English physician and author

William Henry Williams (1771 – 8 November 1841) was an English medical doctor and writer.

==Biography==
Williams was the son of Richard Williams. He was born at Dursley in Gloucestershire in 1771. He received his medical education at the Bristol Infirmary and at St. Thomas's and Guy's hospitals. He became a surgeon to the East Norfolk militia, and as such saw much home service. In 1795, when the regiment was encamped near Deal Castle, he was appointed the senior of a number of surgeons to whom was deputed the charge of several hundred Russian sailors suffering from malignant fever and dysentery.
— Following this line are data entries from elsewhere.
//! Output formatting for CLI responses

use anyhow::Error;
use colored::*;
use serde::Serialize;
use serde_json::{Value, json};
use tic_spi_protocol::TicError;

use crate::error::CliError;

/// Print error in JSON format
pub fn print_error_json(error: &Error) {
    let error_json = json!({
        "success": false,
        "error": {
            "message": error.to_string(),
            "type": error_type_name(error)
        }
    });
    match serde_json::to_string_pretty(&error_json) {
        Ok(s) => println!("{}", s),
        Err(e) => eprintln!("Failed to format error as JSON: {}", e),
    }
}

/// Print error in human-readable format
pub fn print_error_human(error: &Error) {
    eprintln!("{} {}", "Error:".red().bold(), error);

    let mut source = error.source();
    while let Some(err) = source {
        eprintln!("  {} {}", "Caused by:".yellow(), err);
        source = err.source();
    }
}

/// Print a warning line on stderr.
pub fn print_warning(message: &str) {
    eprintln!("{} {}", "Warning:".yellow().bold(), message);
}

/// Print `{"success": true, ...body}` as pretty JSON.
pub fn print_success_json(body: Value) -> anyhow::Result<()> {
    let mut output = json!({ "success": true });
    if let (Some(out), Value::Object(fields)) = (output.as_object_mut(), body) {
        out.extend(fields);
    }
    println!("{}", serde_json::to_string_pretty(&output)?);
    Ok(())
}

/// Print a bold section title.
pub fn print_title(title: &str) {
    println!("{}", title.bold());
}

/// Print one `name: value` line, indented.
pub fn print_field(name: &str, value: impl std::fmt::Display) {
    println!("  {:<28} {}", format!("{}:", name).dimmed(), value);
}

/// Print every field of a serializable view, one per line.
///
/// Register values serialize as `{"register": .., "fields": {..}}`; the
/// inner field map is printed in that case.
pub fn print_fields<T: Serialize>(view: &T) -> anyhow::Result<()> {
    let value = serde_json::to_value(view)?;
    let fields = value.get("fields").unwrap_or(&value);
    match fields {
        Value::Object(map) => {
            for (name, value) in map {
                print_field(name, format_value(value));
            }
        }
        other => print_field("value", format_value(other)),
    }
    Ok(())
}

/// Render a JSON value without quotes around plain strings.
pub fn format_value(value: &Value) -> String {
    match value {
        Value::String(s) => s.clone(),
        Value::Object(map) if map.len() == 1 => map
            .iter()
            .map(|(variant, inner)| format!("{}({})", variant, format_value(inner)))
            .collect(),
        other => other.to_string(),
    }
}

/// Colorize an accepted/refused verdict.
pub fn verdict_label(accepted: bool) -> ColoredString {
    if accepted {
        "accepted".green()
    } else {
        "refused".red()
    }
}

fn error_type_name(error: &Error) -> String {
    if let Some(err) = error.downcast_ref::<TicError>() {
        return err.category().to_string();
    }
    match error.downcast_ref::<CliError>() {
        Some(CliError::Codec(err)) => err.category().to_string(),
        Some(CliError::InvalidValue(_)) => "InvalidValue".into(),
        Some(CliError::InvalidConfiguration(_)) => "InvalidConfiguration".into(),
        Some(CliError::IoError(_)) => "Io".into(),
        None => "Unknown".into(),
    }
}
About 1797 he designed a tourniquet of such simplicity and efficiency that it was at once adopted by the authorities and named ‘Williams's Field Tourniquet’ by the army medical board in the printed directions for its use. It was ordered by the commander-in-chief, the Duke of York, that it should be employed in every regiment of the king's service, and that non-commissioned officers and musicians should be instructed in its use. In 1798 he entered himself at Caius College, Cambridge, and as a member of that house proceeded M.B. in 1803 and M.D. on 12 September 1811. Some years before this Williams had settled at Ipswich, and in 1810 was appointed by Sir Lucas Pepys, the physician-general of the army, to the charge of the South Military Hospital, close by Ipswich, then filled with soldiers just returned from Walcheren, and suffering with fever, ague, and dysentery. On the completion of his service there he received a flattering letter from the army medical board. He was admitted a candidate of the Royal College of Physicians on 30 September 1816, and a fellow on 30 September 1817. He was a fellow of the Linnean Society. He continued to reside at Ipswich, but he died at Sandgate in Kent, whither he had gone for the benefit of his health, on 8 November 1841.
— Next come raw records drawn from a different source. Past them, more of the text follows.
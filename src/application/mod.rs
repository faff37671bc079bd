// ============================================================
// Layer 2 — Application / Use Cases
// ============================================================
// Workflow coordination only: this layer wires the data
// pipeline, the collaborators, and the training loop together.
// No tensor math here, no printing here, no direct sampling
// logic here — it tells the other layers what to do.

// The pretraining workflow and its configuration record
pub mod pretrain_use_case;
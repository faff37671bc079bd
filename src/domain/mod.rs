// ============================================================
// Layer 3 — Domain Layer
// ============================================================
// Plain Rust types and traits defining the core concepts of the
// pretraining pipeline. No Burn types, no file I/O, no tensor
// math in this layer — only what a training example IS and what
// the external collaborators (masking policy, numerical backend)
// must provide.
//
// Keeping this layer pure means every contract here is unit
// testable without a tokenizer vocabulary or an accelerator.

// One assembled MLM/NSP training example
pub mod example;

// Collaborator contracts implemented by the ml layer (and by
// mocks in tests)
pub mod traits;
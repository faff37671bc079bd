mod application;
mod cli;
mod data;
mod domain;
mod error;
mod infra;
mod ml;

use anyhow::Result;
use clap::Parser;
use cli::Cli;

fn main() -> Result<()> {
    tracing_subscriber::fmt()
        .with_env_filter(
            tracing_subscriber::EnvFilter::from_default_env()
                .add_directive("bert_pretrain=info".parse()?),
        )
        .init();

    let cli = Cli::parse();
    cli.run()
}
// ============================================================
// Layer 2 — PretrainUseCase
// ============================================================
// Orchestrates the full pretraining pipeline in order:
//
//   Step 1: Load or build the tokenizer     (Layer 6 - infra)
//   Step 2: Index and tokenize the corpus   (Layer 4 - data)
//   Step 3: Build the example dataset       (Layer 4 - data)
//   Step 4: Wire masking + reference model  (Layer 5 - ml)
//   Step 5: Run the resumable training loop (Layer 5 - ml)
//
// The CLI only ever supplies the corpus directory and the batch
// size; every other knob lives in PretrainConfig with defaults
// from the published BERT recipe.

use std::path::Path;
use std::sync::Arc;

use anyhow::{ensure, Result};
use serde::{Deserialize, Serialize};

use crate::data::corpus::TokenCorpusIndex;
use crate::data::dataset::PretrainDataset;
use crate::infra::checkpoint::CheckpointManager;
use crate::infra::tokenizer_store::TokenizerStore;
use crate::ml::masking::BertMasking;
use crate::ml::model::{AdamHyper, TiedEmbeddingModel};
use crate::ml::trainer::run_pretraining;

// ─── Pretraining Configuration ────────────────────────────────────────────────
// The static configuration record. Serializable so a run's exact
// settings can be kept next to its checkpoints.
#[derive(Debug, Clone, Serialize, Deserialize)]
pub struct PretrainConfig {
    pub corpus_dir:        String,
    pub checkpoint_dir:    String,
    pub batch_size:        usize,
    pub max_len:           usize,
    pub vocab_size:        usize,
    pub embedding_dim:     usize,

    // Adam (BERT pretraining recipe)
    pub lr:                f32,
    pub beta1:             f32,
    pub beta2:             f32,
    pub weight_decay:      f32,

    // Masking policy probabilities
    pub select_prob:       f64,
    pub mask_prob:         f64,
    pub randomize_prob:    f64,

    /// Run forward/backward under mixed precision with loss
    /// scaling. Off means guaranteed full precision.
    pub mixed_precision:   bool,

    /// Total tokens to train on. The BERT recipe: 256 sequences
    /// × 512 tokens × 1,000,000 steps.
    pub token_budget:      u64,

    /// Samples consumed between checkpoints
    pub ckpt_samples:      usize,

    pub n_workers:         usize,
    pub shuffle_seed:      u64,

    /// Checkpoint file to resume from, if any
    pub resume_checkpoint: Option<String>,
}

impl Default for PretrainConfig {
    fn default() -> Self {
        Self {
            corpus_dir:        "data/corpus".to_string(),
            checkpoint_dir:    "checkpoints".to_string(),
            batch_size:        256,
            max_len:           512,
            vocab_size:        30522,
            embedding_dim:     64,
            lr:                1e-4,
            beta1:             0.9,
            beta2:             0.999,
            weight_decay:      0.01,
            select_prob:       0.15,
            mask_prob:         0.8,
            randomize_prob:    0.1,
            mixed_precision:   false,
            token_budget:      256 * 512 * 1_000_000,
            ckpt_samples:      100_000,
            n_workers:         4,
            shuffle_seed:      42,
            resume_checkpoint: None,
        }
    }
}

// ─── PretrainUseCase ──────────────────────────────────────────────────────────
pub struct PretrainUseCase {
    config: PretrainConfig,
}

impl PretrainUseCase {
    pub fn new(config: PretrainConfig) -> Self {
        Self { config }
    }

    /// Execute the pretraining pipeline end to end.
    pub fn execute(&self) -> Result<()> {
        let cfg = &self.config;
        let corpus_dir = Path::new(&cfg.corpus_dir);

        // ── Step 1: tokenizer ─────────────────────────────────────────────────
        let store = TokenizerStore::new(&cfg.checkpoint_dir);
        let tokenizer = store.load_or_build(corpus_dir, cfg.vocab_size)?;
        let vocab_size = tokenizer.get_vocab_size(true);

        // ── Step 2: corpus index ──────────────────────────────────────────────
        let corpus = TokenCorpusIndex::build(corpus_dir, &tokenizer)?;
        ensure!(!corpus.is_empty(), "no paragraphs found in '{}'", cfg.corpus_dir);
        let corpus_name = corpus.name().to_string();
        let specials = corpus.special_tokens();

        // ── Step 3: dataset ───────────────────────────────────────────────────
        let dataset = PretrainDataset::new(Arc::new(corpus), cfg.max_len);

        // ── Step 4: collaborators ─────────────────────────────────────────────
        let masking = BertMasking::new(
            specials,
            vocab_size as u32,
            cfg.select_prob,
            cfg.mask_prob,
            cfg.randomize_prob,
        );
        let hyper = AdamHyper {
            lr: cfg.lr,
            beta1: cfg.beta1,
            beta2: cfg.beta2,
            weight_decay: cfg.weight_decay,
            eps: 1e-8,
        };
        let mut model = TiedEmbeddingModel::new(vocab_size, cfg.embedding_dim, specials, hyper);

        // ── Step 5: train ─────────────────────────────────────────────────────
        let checkpoints = CheckpointManager::new(&cfg.checkpoint_dir, &corpus_name)?;
        run_pretraining(cfg, dataset, &masking, &mut model, checkpoints)
    }
}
Williams's principal works were:
- ‘Hints on the Ventilation of Army Hospitals and on Regimental Practice,’ 1798, 8vo.
- ‘A Concise Treatise on the Progress of Medicine since the year 1573,’ 1804, 8vo.
- ‘General Directions for the Recovery of Persons apparently dead from Drowning,’ 1808, 12mo.
- ‘Pharmacopœia Valetudinarii Gippovicensis,’ 1814, 12mo.
- ‘A Plain and Brief Sketch of Cholera, with a Simple and Economical Mode for its Treatment,’ 2nd edit., revised and enlarged, Ipswich, 1832, 8vo.